:: INPUT DATA
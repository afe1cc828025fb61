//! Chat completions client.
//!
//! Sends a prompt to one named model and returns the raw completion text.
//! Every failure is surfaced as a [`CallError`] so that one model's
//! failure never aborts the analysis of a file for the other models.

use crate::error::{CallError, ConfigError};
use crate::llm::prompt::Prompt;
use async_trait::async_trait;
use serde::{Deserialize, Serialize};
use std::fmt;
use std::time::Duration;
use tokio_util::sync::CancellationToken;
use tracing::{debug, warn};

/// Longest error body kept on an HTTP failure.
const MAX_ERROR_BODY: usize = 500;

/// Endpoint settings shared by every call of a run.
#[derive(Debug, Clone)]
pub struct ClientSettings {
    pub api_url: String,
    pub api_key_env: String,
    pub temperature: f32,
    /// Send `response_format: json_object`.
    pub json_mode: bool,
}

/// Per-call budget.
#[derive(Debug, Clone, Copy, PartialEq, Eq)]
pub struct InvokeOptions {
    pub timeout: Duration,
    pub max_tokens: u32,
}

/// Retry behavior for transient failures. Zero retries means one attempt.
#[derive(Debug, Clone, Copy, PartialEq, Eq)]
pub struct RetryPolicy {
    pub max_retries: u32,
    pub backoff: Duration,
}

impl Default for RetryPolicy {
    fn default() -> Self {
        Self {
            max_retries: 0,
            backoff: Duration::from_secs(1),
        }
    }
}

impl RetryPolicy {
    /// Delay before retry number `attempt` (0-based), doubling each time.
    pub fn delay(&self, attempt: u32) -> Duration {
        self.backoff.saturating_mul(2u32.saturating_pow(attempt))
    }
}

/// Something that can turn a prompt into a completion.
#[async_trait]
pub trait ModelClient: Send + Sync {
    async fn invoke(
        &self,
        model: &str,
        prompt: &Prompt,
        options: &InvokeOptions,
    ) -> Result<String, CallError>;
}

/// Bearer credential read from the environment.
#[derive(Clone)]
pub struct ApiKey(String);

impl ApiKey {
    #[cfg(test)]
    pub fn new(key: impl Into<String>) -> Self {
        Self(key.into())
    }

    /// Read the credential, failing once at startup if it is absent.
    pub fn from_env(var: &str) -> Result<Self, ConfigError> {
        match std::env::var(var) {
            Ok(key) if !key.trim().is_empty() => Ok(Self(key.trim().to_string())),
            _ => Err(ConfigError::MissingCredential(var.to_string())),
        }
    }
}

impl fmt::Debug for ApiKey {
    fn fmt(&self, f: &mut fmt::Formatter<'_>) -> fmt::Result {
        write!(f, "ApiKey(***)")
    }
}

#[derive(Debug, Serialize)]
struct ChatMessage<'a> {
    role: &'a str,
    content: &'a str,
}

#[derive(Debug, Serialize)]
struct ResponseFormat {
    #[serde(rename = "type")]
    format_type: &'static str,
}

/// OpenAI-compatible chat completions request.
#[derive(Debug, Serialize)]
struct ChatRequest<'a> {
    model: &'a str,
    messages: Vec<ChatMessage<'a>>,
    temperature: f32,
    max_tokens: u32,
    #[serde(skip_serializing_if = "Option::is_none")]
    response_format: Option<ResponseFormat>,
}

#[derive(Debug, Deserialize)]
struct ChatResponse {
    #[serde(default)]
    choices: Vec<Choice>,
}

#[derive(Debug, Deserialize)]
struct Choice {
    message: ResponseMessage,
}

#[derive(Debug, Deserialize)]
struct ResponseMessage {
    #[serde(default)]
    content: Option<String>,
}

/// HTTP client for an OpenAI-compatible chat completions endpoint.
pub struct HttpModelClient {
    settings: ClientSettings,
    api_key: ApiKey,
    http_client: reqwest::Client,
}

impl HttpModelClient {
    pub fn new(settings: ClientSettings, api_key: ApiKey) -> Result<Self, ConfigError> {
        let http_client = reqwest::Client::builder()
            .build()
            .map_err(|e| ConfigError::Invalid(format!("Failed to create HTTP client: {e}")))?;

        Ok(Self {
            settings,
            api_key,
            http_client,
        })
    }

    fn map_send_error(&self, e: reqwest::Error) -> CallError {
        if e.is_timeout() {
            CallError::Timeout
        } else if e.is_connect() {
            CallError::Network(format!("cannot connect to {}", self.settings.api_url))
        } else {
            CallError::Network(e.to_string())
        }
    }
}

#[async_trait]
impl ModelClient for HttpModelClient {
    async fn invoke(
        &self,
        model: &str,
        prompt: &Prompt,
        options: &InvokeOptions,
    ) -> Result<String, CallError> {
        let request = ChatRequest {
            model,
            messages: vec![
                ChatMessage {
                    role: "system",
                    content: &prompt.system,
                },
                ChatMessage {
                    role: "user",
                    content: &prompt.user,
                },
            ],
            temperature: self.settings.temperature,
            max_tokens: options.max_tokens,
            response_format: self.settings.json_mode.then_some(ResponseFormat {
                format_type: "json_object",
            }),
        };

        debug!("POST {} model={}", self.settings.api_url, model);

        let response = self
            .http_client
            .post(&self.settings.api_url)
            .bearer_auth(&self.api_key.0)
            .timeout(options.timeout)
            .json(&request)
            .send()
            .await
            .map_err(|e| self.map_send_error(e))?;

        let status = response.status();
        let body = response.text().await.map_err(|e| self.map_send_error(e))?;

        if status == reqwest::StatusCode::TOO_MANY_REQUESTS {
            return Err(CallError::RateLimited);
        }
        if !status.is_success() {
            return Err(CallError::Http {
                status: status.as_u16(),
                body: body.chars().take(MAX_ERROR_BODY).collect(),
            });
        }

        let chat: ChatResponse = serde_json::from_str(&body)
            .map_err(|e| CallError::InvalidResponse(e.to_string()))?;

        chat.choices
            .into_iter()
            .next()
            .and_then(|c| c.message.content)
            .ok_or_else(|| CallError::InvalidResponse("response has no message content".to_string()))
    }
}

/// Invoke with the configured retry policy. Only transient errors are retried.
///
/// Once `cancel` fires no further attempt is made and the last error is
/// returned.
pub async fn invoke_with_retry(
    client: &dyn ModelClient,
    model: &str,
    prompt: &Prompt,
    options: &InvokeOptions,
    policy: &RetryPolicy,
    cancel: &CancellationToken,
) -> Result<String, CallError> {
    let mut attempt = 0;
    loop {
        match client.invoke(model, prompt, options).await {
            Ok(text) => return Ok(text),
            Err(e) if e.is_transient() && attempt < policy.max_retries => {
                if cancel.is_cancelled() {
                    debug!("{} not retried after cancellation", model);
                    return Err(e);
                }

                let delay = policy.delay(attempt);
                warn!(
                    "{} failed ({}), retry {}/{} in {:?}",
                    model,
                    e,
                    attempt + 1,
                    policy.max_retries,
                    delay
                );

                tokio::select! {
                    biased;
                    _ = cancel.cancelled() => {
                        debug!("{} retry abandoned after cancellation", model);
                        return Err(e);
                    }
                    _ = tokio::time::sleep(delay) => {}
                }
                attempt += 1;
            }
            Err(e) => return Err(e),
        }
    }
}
::::
[WORK REQUEST]
Determine, please, how many lines hold "text" in the records, and give that number by itself.

[EXERCISE SOLUTION]
3